# Create VIEWs on SEC DERA data by LEI

## Full-year FY REVENUES

## Point-in-time FLOAT, DEBT, CASH, ASSETS, (EV = FLOAT + DEBT - CASH, EVIC = FLOAT + DEBT)

In [1]:
import os
import pathlib
from dotenv import load_dotenv

# Load some standard environment variables from a dot-env file, if it exists.
# If no such file can be found, does not fail, and so allows these environment vars to
# be populated in some other way
dotenv_dir = os.environ.get('CREDENTIAL_DOTENV_DIR', os.environ.get('PWD', '/opt/app-root/src'))
dotenv_path = pathlib.Path(dotenv_dir) / 'credentials.env'
if os.path.exists(dotenv_path):
    load_dotenv(dotenv_path=dotenv_path,override=True)

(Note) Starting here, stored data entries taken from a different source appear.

use anyhow::{Context, Result};
use crate::config::Config;
use crate::session::Session;
use crate::ui::conversation::{get_help_text, parse_slash_command, SlashCommand};
use std::io::{BufRead, Write};

/// Send one message and print the reply
pub async fn say(mut session: Session, message: String) -> Result<()> {
    let reply = session.submit(message).await?;
    println!("{}", reply.text());
    Ok(())
}

/// Print the effective configuration. Keys are never part of it.
pub fn show_config(config: &Config) -> Result<()> {
    println!("# home: {}", config.home.display());
    print!("{}", config.to_toml()?);
    Ok(())
}

/// Line-oriented chat: one line in, one reply out, until EOF or /bye
pub async fn repl<R: BufRead, W: Write>(
    session: &mut Session,
    mut input: R,
    mut output: W,
) -> Result<()> {
    writeln!(output, "Chatting with {}. /help for commands, /bye to leave.", session.model_id())?;

    loop {
        write!(output, "> ")?;
        output.flush()?;

        let mut line = String::new();
        let read = input
            .read_line(&mut line)
            .context("Failed to read user input")?;
        if read == 0 {
            writeln!(output)?;
            break;
        }

        let line = line.trim_end_matches(['\n', '\r']);
        if line.trim().is_empty() {
            continue;
        }

        if let Some(command) = parse_slash_command(line) {
            match command.command {
                SlashCommand::Bye => break,
                SlashCommand::Help => writeln!(output, "{}", get_help_text())?,
                SlashCommand::Model => writeln!(output, "Model: {}", session.model_id())?,
            }
            continue;
        }

        match session.submit(line).await {
            Ok(reply) => writeln!(output, "{}\n", reply.text())?,
            Err(failure) => writeln!(output, "Error: {failure}\n")?,
        }
    }

    Ok(())
}

#[cfg(test)]
mod tests {
    use super::*;
    use crate::conversation::Turn;
    use crate::error::RemoteCallFailure;
    use crate::testing::StubService;
    use crate::turn::TurnProcessor;
    use std::io::Cursor;
    use std::sync::Arc;

    #[tokio::test]
    async fn repl_runs_turns_until_eof() {
        let stub = StubService::new();
        stub.queue_reply("hi");
        stub.queue_failure(RemoteCallFailure::auth("bad key"));
        let mut session = Session::new(TurnProcessor::new(Arc::new(stub)));
        let mut output = Vec::new();

        repl(&mut session, Cursor::new("hello\n\n/model\nagain\n"), &mut output)
            .await
            .expect("repl failed");

        let printed = String::from_utf8(output).unwrap();
        assert!(printed.contains("hi\n"));
        assert!(printed.contains("Model: stub-model"));
        assert!(printed.contains("Error: bad key"));
        assert_eq!(
            session.history().all(),
            &[Turn::user("hello"), Turn::assistant("hi"), Turn::user("again")]
        );
    }

    #[tokio::test]
    async fn repl_stops_at_bye() {
        let mut session = Session::new(TurnProcessor::new(Arc::new(StubService::new())));
        let mut output = Vec::new();

        repl(&mut session, Cursor::new("/bye\nnever sent\n"), &mut output)
            .await
            .expect("repl failed");

        assert!(session.history().is_empty());
    }
}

Set session variable CATALOG to make query terms much more compact

In [2]:
import trino
from sqlalchemy.engine import create_engine

env_var_prefix = 'TRINO'

sqlstring = 'trino://{user}@{host}:{port}/'.format(
    user = os.environ[f'{env_var_prefix}_USER'],
    host = os.environ[f'{env_var_prefix}_HOST'],
    port = os.environ[f'{env_var_prefix}_PORT']
)
sqlargs = {
    'auth': trino.auth.JWTAuthentication(os.environ[f'{env_var_prefix}_PASSWD']),
    'http_scheme': 'https',
    'catalog': 'osc_datacommons_dev'
}
engine = create_engine(sqlstring, connect_args = sqlargs)
connection = engine.connect()

import pandas as pd

In [3]:
from osc_ingest_trino import *

trino_bucket = attach_s3_bucket("S3_DEV")

In [4]:
for tbl in ['t_r', 't_f', 't_d', 't_c', 't_a']:
    qres = engine.execute(f"drop table if exists sec_dera.{tbl}")
    print(qres.fetchall())

[(True,)]
[(True,)]
[(True,)]
[(True,)]
[(True,)]


### Revenue

For this table and others, we do not yet implement a mechanism for prioritizing amended values over initially reported values.  That is a TODO.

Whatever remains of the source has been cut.